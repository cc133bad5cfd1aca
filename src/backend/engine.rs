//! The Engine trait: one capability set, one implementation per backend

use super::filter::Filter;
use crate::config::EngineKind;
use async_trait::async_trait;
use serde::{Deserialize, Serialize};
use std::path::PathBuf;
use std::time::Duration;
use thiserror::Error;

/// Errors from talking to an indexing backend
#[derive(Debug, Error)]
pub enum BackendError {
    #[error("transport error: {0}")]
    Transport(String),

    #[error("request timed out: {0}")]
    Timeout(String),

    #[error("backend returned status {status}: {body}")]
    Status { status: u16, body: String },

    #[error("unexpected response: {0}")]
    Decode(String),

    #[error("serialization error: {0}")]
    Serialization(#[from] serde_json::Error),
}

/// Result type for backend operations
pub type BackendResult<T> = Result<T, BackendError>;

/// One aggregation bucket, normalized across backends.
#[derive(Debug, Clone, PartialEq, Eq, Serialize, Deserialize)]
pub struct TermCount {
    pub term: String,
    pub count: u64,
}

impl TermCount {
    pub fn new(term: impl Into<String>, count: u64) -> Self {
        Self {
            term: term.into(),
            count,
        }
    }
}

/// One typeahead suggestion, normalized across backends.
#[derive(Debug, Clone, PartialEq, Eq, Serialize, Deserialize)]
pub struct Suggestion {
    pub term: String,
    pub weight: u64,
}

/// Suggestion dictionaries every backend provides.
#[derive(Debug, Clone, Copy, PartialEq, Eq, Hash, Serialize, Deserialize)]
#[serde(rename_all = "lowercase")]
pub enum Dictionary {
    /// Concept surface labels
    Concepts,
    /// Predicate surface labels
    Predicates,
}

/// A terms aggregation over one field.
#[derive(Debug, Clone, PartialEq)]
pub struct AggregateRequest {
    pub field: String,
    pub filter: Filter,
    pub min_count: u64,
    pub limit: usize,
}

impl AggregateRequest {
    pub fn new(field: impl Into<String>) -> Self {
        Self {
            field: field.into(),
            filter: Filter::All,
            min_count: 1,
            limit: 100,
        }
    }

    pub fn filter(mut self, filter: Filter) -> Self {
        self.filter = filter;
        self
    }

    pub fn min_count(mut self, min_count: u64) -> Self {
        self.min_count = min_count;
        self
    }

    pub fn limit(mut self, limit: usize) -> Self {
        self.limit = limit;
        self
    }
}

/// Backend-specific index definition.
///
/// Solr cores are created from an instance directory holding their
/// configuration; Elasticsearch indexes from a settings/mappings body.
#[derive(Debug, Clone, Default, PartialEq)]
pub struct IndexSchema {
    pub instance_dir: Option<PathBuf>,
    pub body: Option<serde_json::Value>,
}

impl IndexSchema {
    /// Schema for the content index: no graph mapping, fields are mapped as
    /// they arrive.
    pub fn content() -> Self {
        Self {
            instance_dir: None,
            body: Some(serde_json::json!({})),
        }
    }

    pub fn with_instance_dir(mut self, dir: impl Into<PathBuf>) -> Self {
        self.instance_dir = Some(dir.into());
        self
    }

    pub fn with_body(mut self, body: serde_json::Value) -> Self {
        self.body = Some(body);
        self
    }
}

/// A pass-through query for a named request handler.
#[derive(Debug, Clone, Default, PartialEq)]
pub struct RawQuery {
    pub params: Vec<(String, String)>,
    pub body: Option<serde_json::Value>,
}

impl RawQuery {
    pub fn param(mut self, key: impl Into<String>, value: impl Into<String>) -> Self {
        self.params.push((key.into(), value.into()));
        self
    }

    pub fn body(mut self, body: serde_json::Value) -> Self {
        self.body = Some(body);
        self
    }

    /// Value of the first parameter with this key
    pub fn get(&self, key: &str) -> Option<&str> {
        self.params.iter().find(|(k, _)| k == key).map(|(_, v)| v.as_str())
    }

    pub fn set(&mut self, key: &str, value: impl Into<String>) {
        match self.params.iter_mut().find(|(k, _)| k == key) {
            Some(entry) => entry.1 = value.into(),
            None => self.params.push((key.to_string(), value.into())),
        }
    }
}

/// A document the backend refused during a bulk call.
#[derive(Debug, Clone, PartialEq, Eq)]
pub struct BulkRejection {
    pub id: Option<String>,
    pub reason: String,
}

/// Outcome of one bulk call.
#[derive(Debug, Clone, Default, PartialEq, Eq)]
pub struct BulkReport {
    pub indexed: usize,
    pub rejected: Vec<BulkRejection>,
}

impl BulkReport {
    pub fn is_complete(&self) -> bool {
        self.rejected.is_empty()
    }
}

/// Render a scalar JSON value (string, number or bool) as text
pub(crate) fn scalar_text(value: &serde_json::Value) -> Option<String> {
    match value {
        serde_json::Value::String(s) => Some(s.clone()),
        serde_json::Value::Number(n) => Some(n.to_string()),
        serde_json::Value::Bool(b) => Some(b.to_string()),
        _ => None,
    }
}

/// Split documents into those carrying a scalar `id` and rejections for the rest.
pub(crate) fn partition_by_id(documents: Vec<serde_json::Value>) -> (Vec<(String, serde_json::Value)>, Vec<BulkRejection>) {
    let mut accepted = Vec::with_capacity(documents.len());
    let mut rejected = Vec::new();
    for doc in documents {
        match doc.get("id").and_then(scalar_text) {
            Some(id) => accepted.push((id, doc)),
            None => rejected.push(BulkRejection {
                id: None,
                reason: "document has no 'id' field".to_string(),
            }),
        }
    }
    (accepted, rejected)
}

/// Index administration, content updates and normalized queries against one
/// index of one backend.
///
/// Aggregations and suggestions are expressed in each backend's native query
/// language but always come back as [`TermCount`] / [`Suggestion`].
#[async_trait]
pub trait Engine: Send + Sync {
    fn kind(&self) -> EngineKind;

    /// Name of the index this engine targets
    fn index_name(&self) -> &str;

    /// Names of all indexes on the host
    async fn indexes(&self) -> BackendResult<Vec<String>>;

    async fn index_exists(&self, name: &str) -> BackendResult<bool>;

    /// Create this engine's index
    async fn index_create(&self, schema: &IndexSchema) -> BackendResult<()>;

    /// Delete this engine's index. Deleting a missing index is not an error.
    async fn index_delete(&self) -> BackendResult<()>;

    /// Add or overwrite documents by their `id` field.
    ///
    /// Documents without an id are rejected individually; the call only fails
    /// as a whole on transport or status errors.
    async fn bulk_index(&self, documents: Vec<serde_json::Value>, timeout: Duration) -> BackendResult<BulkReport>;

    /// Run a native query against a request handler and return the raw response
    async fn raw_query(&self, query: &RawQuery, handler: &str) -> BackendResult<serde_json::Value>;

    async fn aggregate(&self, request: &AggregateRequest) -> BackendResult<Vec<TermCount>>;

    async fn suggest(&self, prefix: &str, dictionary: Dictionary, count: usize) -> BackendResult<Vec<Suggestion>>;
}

-.-.-

Wherever the string "handler" appears in a line of the records, copy that line.

» ANSWER TO THE EXERCISE:
/// A pass-through query for a named request handler.
    /// Run a native query against a request handler and return the raw response
    async fn raw_query(&self, query: &RawQuery, handler: &str) -> BackendResult<serde_json::Value>;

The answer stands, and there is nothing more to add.